One big feature I want to accomplish with this is some linting on the database structure itself. In this case it means setting rules for column types, application specific rules, etc... I want to give the "user" (in this case, me and my team), full control of what these rules are. Just to give you an idea of what I am aiming for, I have linting rules in mind like this:

  1. Any column that represents a foreign key (identified by having a column name ending in _id) should have an actual foreign key constraint on it.
  2. Any column with a foreign key should have a column name ending in _id)
  3. Certain column types are disallowed (enum, boolean, some others)

I've seen other linting systems that give you configurable options (how many spaces between open paren and identifiers, etc). However, I'm looking to build a fully configurable linting system, as these are the kinds of rules that could easily change from application-to-application, or team-to-team. My system currently reads the structure of the database files into some python objects with a clear API. As a result, I'm thinking about making the linting system work like this:

  1. The migration linter is run from the command line.
  2. migration system parses *.sql files and determines the database structure, storing each table in a convenient object
  3. The user specifies the name of a python module that will receive these objects.
  4. migration system loads up that module and, via a standardized API, passes tables in one-at-a-time (or more-at-a-time if necessary), so that the user's module can process the tables and return user-defined linting errors
  5. The migration system returns any linting errors to the command line

Obviously such a system can also be integrated into a build pipeline. The potential problem I forsee with such a system is that the user's linting module will have to be installed on all machines where it needs to run. This might force the team to manage deployments and upgrades of their linting module if the rules ever change, which can certainly be a pain. Another option might be to let the user specify a folder where the migration system finds the linting module and imports it from. In that case the linting module might simply sit in the main code repository and be managed/distributed with everything else.

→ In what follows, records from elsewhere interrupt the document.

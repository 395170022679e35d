//! Configuration loading and typed config structures for the Data API.
//!
//! The configuration lives in a kebab-case YAML file (`config.yml` by
//! default). This module defines strongly-typed structs that mirror that
//! file, a loader that reads and validates it, and the default file that
//! is written when none exists yet.
//!
//! The loaded [`DataApiConfig`] is immutable: the host builds it once at
//! startup and hands the relevant pieces to the HTTP layer and the
//! authority thread.

use std::path::Path;
use std::time::Duration;

use serde::Deserialize;

/// The API key shipped in the default configuration file.
///
/// Running with this key logs a startup warning.
pub const DEFAULT_API_KEY: &str = "mcadmin-default-key-change-me";

/// Environment variable naming the configuration file.
pub const ENV_CONFIG_PATH: &str = "MCADMIN_CONFIG";

/// Configuration file used when `MCADMIN_CONFIG` is unset.
pub const DEFAULT_CONFIG_PATH: &str = "config.yml";

/// Environment variable overriding `api-key`.
pub const ENV_API_KEY: &str = "MCADMIN_API_KEY";

/// Environment variable overriding `port`.
pub const ENV_PORT: &str = "MCADMIN_PORT";

/// Contents written by [`DataApiConfig::write_default_if_missing`].
pub const DEFAULT_CONFIG_YAML: &str = r#"# MCAdmin Data API configuration

# Port the HTTP listener binds to.
port: 8080

# Shared secret expected in the X-API-Key header. Change this!
api-key: "mcadmin-default-key-change-me"

# Set to false to keep the HTTP listener from starting.
enabled: true

# Log the remote address of every accepted request.
log-requests: false

# Address the HTTP listener binds to.
host: "0.0.0.0"

# Pretty-print JSON responses.
pretty-json: true

# How long a request waits for the simulation thread, in milliseconds.
collection-timeout-ms: 1000

simulation:
  server-name: "CraftBukkit"
  tick-interval-ms: 50
  task-queue-capacity: 64
  demo-participants: 3
  seed: 42
"#;

/// Errors that can occur when loading configuration.
#[derive(Debug, thiserror::Error)]
pub enum ConfigError {
    /// Failed to read or write the configuration file.
    #[error("failed to access config file: {source}")]
    Io {
        /// The underlying I/O error.
        #[from]
        source: std::io::Error,
    },

    /// Failed to parse YAML content.
    #[error("failed to parse config YAML: {source}")]
    Yaml {
        /// The underlying YAML parse error.
        source: serde_yml::Error,
    },

    /// A value parsed but is not usable.
    #[error("invalid config value for `{key}`: {reason}")]
    Invalid {
        /// The offending key.
        key: &'static str,
        /// Why the value was rejected.
        reason: String,
    },
}

impl From<serde_yml::Error> for ConfigError {
    fn from(source: serde_yml::Error) -> Self {
        Self::Yaml { source }
    }
}

/// The shared secret callers present in `X-API-Key`.
///
/// `Debug` never prints the value so the key cannot leak through logged
/// config dumps.
#[derive(Clone, PartialEq, Eq, Deserialize)]
#[serde(transparent)]
pub struct ApiKey(String);

impl ApiKey {
    /// Wrap a secret value.
    pub fn new(value: impl Into<String>) -> Self {
        Self(value.into())
    }

    /// The raw secret.
    pub fn expose(&self) -> &str {
        &self.0
    }

    /// Whether this is the well-known key from the default config file.
    pub fn is_default(&self) -> bool {
        self.0 == DEFAULT_API_KEY
    }
}

impl Default for ApiKey {
    fn default() -> Self {
        Self::new(DEFAULT_API_KEY)
    }
}

impl core::fmt::Debug for ApiKey {
    fn fmt(&self, f: &mut core::fmt::Formatter<'_>) -> core::fmt::Result {
        f.write_str("ApiKey(<redacted>)")
    }
}

/// Top-level Data API configuration.
///
/// Mirrors the structure of `config.yml`. Every field has a default so a
/// partial file is valid.
#[derive(Debug, Clone, PartialEq, Eq, Deserialize)]
#[serde(rename_all = "kebab-case")]
pub struct DataApiConfig {
    /// TCP port for the HTTP listener.
    #[serde(default = "default_port")]
    pub port: u16,

    /// Shared secret for `/api/players`.
    #[serde(default)]
    pub api_key: ApiKey,

    /// Whether the HTTP listener is started at all.
    #[serde(default = "default_true")]
    pub enabled: bool,

    /// Whether accepted requests are logged with their remote address.
    #[serde(default)]
    pub log_requests: bool,

    /// Bind address for the HTTP listener.
    #[serde(default = "default_host")]
    pub host: String,

    /// Whether JSON responses are pretty-printed.
    #[serde(default = "default_true")]
    pub pretty_json: bool,

    /// Upper bound a request waits for the authority thread, in milliseconds.
    #[serde(default = "default_collection_timeout_ms")]
    pub collection_timeout_ms: u64,

    /// Simulation host settings.
    #[serde(default)]
    pub simulation: SimulationConfig,
}

impl Default for DataApiConfig {
    fn default() -> Self {
        Self {
            port: default_port(),
            api_key: ApiKey::default(),
            enabled: true,
            log_requests: false,
            host: default_host(),
            pretty_json: true,
            collection_timeout_ms: default_collection_timeout_ms(),
            simulation: SimulationConfig::default(),
        }
    }
}

impl DataApiConfig {
    /// Load configuration from a YAML file at the given path.
    ///
    /// Environment variables override file values:
    /// - `MCADMIN_API_KEY` overrides `api-key`
    /// - `MCADMIN_PORT` overrides `port`
    ///
    /// # Errors
    ///
    /// Returns [`ConfigError::Io`] if the file cannot be read,
    /// [`ConfigError::Yaml`] if the content is not valid YAML, or
    /// [`ConfigError::Invalid`] if a value fails validation.
    pub fn from_file(path: &Path) -> Result<Self, ConfigError> {
        let contents = std::fs::read_to_string(path)?;
        let mut config: Self = serde_yml::from_str(&contents)?;
        config.apply_overrides(|name| std::env::var(name).ok())?;
        config.validate()?;
        Ok(config)
    }

    /// Parse configuration from a YAML string without consulting the
    /// environment.
    ///
    /// # Errors
    ///
    /// Returns [`ConfigError::Yaml`] if the string is not valid YAML, or
    /// [`ConfigError::Invalid`] if a value fails validation.
    pub fn parse(yaml: &str) -> Result<Self, ConfigError> {
        let config: Self = serde_yml::from_str(yaml)?;
        config.validate()?;
        Ok(config)
    }

    /// Write [`DEFAULT_CONFIG_YAML`] to `path` unless a file already exists.
    ///
    /// Returns `true` when the file was created.
    ///
    /// # Errors
    ///
    /// Returns [`ConfigError::Io`] if the directory or file cannot be created.
    pub fn write_default_if_missing(path: &Path) -> Result<bool, ConfigError> {
        if path.exists() {
            return Ok(false);
        }
        if let Some(parent) = path.parent().filter(|p| !p.as_os_str().is_empty()) {
            std::fs::create_dir_all(parent)?;
        }
        std::fs::write(path, DEFAULT_CONFIG_YAML)?;
        Ok(true)
    }

    /// Apply overrides from a variable lookup (the process environment in
    /// production).
    ///
    /// # Errors
    ///
    /// Returns [`ConfigError::Invalid`] if `MCADMIN_PORT` is not a port number.
    pub fn apply_overrides<F>(&mut self, lookup: F) -> Result<(), ConfigError>
    where
        F: Fn(&str) -> Option<String>,
    {
        if let Some(key) = lookup(ENV_API_KEY) {
            self.api_key = ApiKey::new(key);
        }
        if let Some(port) = lookup(ENV_PORT) {
            self.port = port.trim().parse().map_err(|e| ConfigError::Invalid {
                key: "port",
                reason: format!("{ENV_PORT}={port}: {e}"),
            })?;
        }
        Ok(())
    }

    /// Reject values that would leave the service unusable.
    ///
    /// # Errors
    ///
    /// Returns [`ConfigError::Invalid`] naming the first bad key.
    pub fn validate(&self) -> Result<(), ConfigError> {
        if self.api_key.expose().is_empty() {
            return Err(ConfigError::Invalid {
                key: "api-key",
                reason: "must not be empty".to_owned(),
            });
        }
        if self.collection_timeout_ms == 0 {
            return Err(ConfigError::Invalid {
                key: "collection-timeout-ms",
                reason: "must be greater than zero".to_owned(),
            });
        }
        if self.simulation.tick_interval_ms == 0 {
            return Err(ConfigError::Invalid {
                key: "simulation.tick-interval-ms",
                reason: "must be greater than zero".to_owned(),
            });
        }
        if self.simulation.task_queue_capacity == 0 {
            return Err(ConfigError::Invalid {
                key: "simulation.task-queue-capacity",
                reason: "must be greater than zero".to_owned(),
            });
        }
        Ok(())
    }

    /// Whether the well-known default key is in use.
    pub fn uses_default_api_key(&self) -> bool {
        self.api_key.is_default()
    }

    /// Request-side wait budget for authority-thread work.
    pub const fn collection_timeout(&self) -> Duration {
        Duration::from_millis(self.collection_timeout_ms)
    }
}

/// Settings for the simulation the API reads from.
#[derive(Debug, Clone, PartialEq, Eq, Deserialize)]
#[serde(rename_all = "kebab-case")]
pub struct SimulationConfig {
    /// Server identifier reported in every batch.
    #[serde(default = "default_server_name")]
    pub server_name: String,

    /// Real-time milliseconds per tick.
    #[serde(default = "default_tick_interval_ms")]
    pub tick_interval_ms: u64,

    /// Capacity of the authority thread's job queue.
    #[serde(default = "default_task_queue_capacity")]
    pub task_queue_capacity: usize,

    /// Participants spawned into the demo world at startup.
    #[serde(default = "default_demo_participants")]
    pub demo_participants: u32,

    /// Random seed for the demo world.
    #[serde(default = "default_seed")]
    pub seed: u64,
}

impl Default for SimulationConfig {
    fn default() -> Self {
        Self {
            server_name: default_server_name(),
            tick_interval_ms: default_tick_interval_ms(),
            task_queue_capacity: default_task_queue_capacity(),
            demo_participants: default_demo_participants(),
            seed: default_seed(),
        }
    }
}

impl SimulationConfig {
    /// Tick period as a [`Duration`].
    pub const fn tick_interval(&self) -> Duration {
        Duration::from_millis(self.tick_interval_ms)
    }
}

const fn default_port() -> u16 {
    8080
}

fn default_host() -> String {
    "0.0.0.0".to_owned()
}

const fn default_collection_timeout_ms() -> u64 {
    1000
}

fn default_server_name() -> String {
    "CraftBukkit".to_owned()
}

const fn default_tick_interval_ms() -> u64 {
    50
}

const fn default_task_queue_capacity() -> usize {
    64
}

const fn default_demo_participants() -> u32 {
    3
}

const fn default_seed() -> u64 {
    42
}

const fn default_true() -> bool {
    true
}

To summarize, the essence of the problem is that I want a part of my application to be written and under full-control of the end user. I want to make it as easy as possible for them to bolt it onto my application. It seems likely to me that a good way to accomplish this is by letting them specify the location of a python module on their system, specifying a clear API for that module to follow, and then manually adding that module location to the python path at run-time and calling it via the standardized API. Does anyone have experience with something along these lines? Any suggestions on methods that might work better for the end-user?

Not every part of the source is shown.